Quoi ! Un film de Youri Norstein est visible en salle de cinéma en France ?
Le hérisson dans le brouillard (1979), le court métrage le plus accessible aux enfants de tous âges et sans doute le plus jubilatoire du maître russe, est en effet présenté depuis hier dans un programme de quatre films, avec La moufle de Roman Katchanov (1967), Il était une fois un chien d’Eduard Nazarov (1982) et Le lionceau et la tortue d’Inessa Kovalevskaya (1974).
Si la majorité de ces films a bien vieilli, l’ensemble constitue un excellent panel à montrer aux enfants et aux cinéphiles. Pour une fois, je dirais sans la moindre hésitation que rien que pour l’indémodable et inégalable film de Norstein sur grand écran, personne ne devrait regretter le prix de son billet. Peu élevé puisqu’il est peu probable que l’on retrouve ce programme à l’affiche des usines à spectateurs bouffeurs de pop-corns.
Sortie le 5 avril 2023
Plus d’infos
Éléments peints sur celluloïds découpés qui composent chaque “marionnette” du hérisson
Éprouver l’immersivité
Le hérisson dans le brouillard est l’adaptation animée d’un conte de Serguei Griogorievitch Kozlov, lequel a signé aussi le scénario du film, réalisé en 1975 par Youri Norstein, avec l’aide de son épouse Franceska Yarbousova (direction artistique), au sein des studios d’état – soviétiques à l’époque – Soyouzmoultfilm.
L’histoire est d’une simplicité déconcertante. Un petit hérisson se rend chez son ami l’ourson selon un rituel quotidien immuable pour prendre le thé, accompagné de confiture de framboise, pour contempler le ciel étoilé. Seulement ce soir, un brouillard épais enveloppe le chemin du hérisson qui perd ainsi tous ses repères. Tous ses sens sont mis à l’épreuve. Le danger rode mais de nombreux animaux bienveillants, réels ou irréels, veillent et sauront l’aider le moment venu.
Archétype du film d’animation hybridé – sans recours au moindre ordinateur – ce classique des classiques, “contes des contes” avant l’heure, combine dans un équilibre parfait dessins et peintures, éléments découpés, végétaux et prises de vues en continu, mouvements insolites, narration pondérée, bruitages subtiles et musique discrète. Norstein exploite à plein régime les ressources de sa caméra multiplane sur mesure, jouant brillamment avec les effets de profondeur de champs et de flou de mise au point pour immerger le spectateur aux côtés de son personnage aussi étonné qu’effrayé par la tournure inattendue de son aventure si banalement extraordinaire. Les apparitions spectrales du cheval, de l’éléphant, du poisson-sauveur et même de l’épagneul affriolé comptent parmi les fulgurances poétiques les plus remarquables de toute la production animée mondiale.

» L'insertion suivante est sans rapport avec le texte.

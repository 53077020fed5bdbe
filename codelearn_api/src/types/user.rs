//! Account types: the user summary embedded in other records, the
//! profile returned by `/users/my-info`, and the login/logout payloads.

use serde::{Deserialize, Serialize};

#[derive(Serialize, Deserialize, Debug, Clone, PartialEq, Eq)]
pub struct Role {
    pub id: i64,
    /// `USER` or `ADMIN`.
    pub name: String,
}

/// Owner or author information attached to courses, problems, contests and classes.
#[derive(Serialize, Deserialize, Debug, Clone, Default)]
#[serde(rename_all = "camelCase")]
pub struct UserSummary {
    pub display_name: Option<String>,
    pub email: Option<String>,
    pub avatar_url: Option<String>,
    #[serde(default)]
    pub active: bool,
    pub role: Option<Role>,
}

/// The signed-in user's profile.
#[derive(Serialize, Deserialize, Debug, Clone)]
#[serde(rename_all = "camelCase")]
pub struct UserProfile {
    pub display_name: Option<String>,
    pub dob: Option<String>,
    pub bio: Option<String>,
    pub email: Option<String>,
    pub phone: Option<String>,
    pub address: Option<String>,
    pub avatar_url: Option<String>,
    #[serde(default)]
    pub active: bool,
    pub role: Option<Role>,
    pub created_at: Option<String>,
    pub updated_at: Option<String>,
}

impl UserProfile {
    pub fn role_name(&self) -> &str {
        self.role.as_ref().map(|r| r.name.as_str()).unwrap_or("USER")
    }
}

#[derive(Serialize, Deserialize, Debug, Clone)]
pub struct LoginRequest {
    pub username: String,
    pub password: String,
}

#[derive(Serialize, Deserialize, Debug, Clone)]
pub struct LoginData {
    pub token: String,
}

#[derive(Serialize, Deserialize, Debug, Clone)]
pub struct LogoutRequest {
    pub token: String,
}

Peu de cinéastes d’animation ont réussi la prouesse de toucher aussi profondément des générations de spectateurs de tous âges avec une efficacité si naturelle.
Personnellement, je continue de considérer Le hérisson dans le brouillard comme l’un des meilleurs courts métrages d’animation de tous les temps. Je l’ai d’ailleurs choisi sans hésiter lors du 20e anniversaire d’anima en 2015 dans le trio des films animés dont je n’arrive pas à me lasser.
Tout ce que j’aime dans le cinéma d’animation est synthétisé dans ce film fascinant, ni plus, ni moins.
Ce film est disponible en ligne mais, de grâce, voyez-le au moins une fois dans votre vie au cinéma, ne serait-ce que pour comprendre la vanité des casques de réalité virtuelle.
Croquis de Youri Norstein pour expliquer la création des effets de brouillard grâce à son banc-titre multiplans.
Pour finir, une image poil-à-gratter :
La statue réalisée par Konstantin Skritutsky, qui trône dans le square de la rue Reitarska à Kiev,
est ici augmentée d’un malicieux et néanmoins tragique rappel à l’ordre.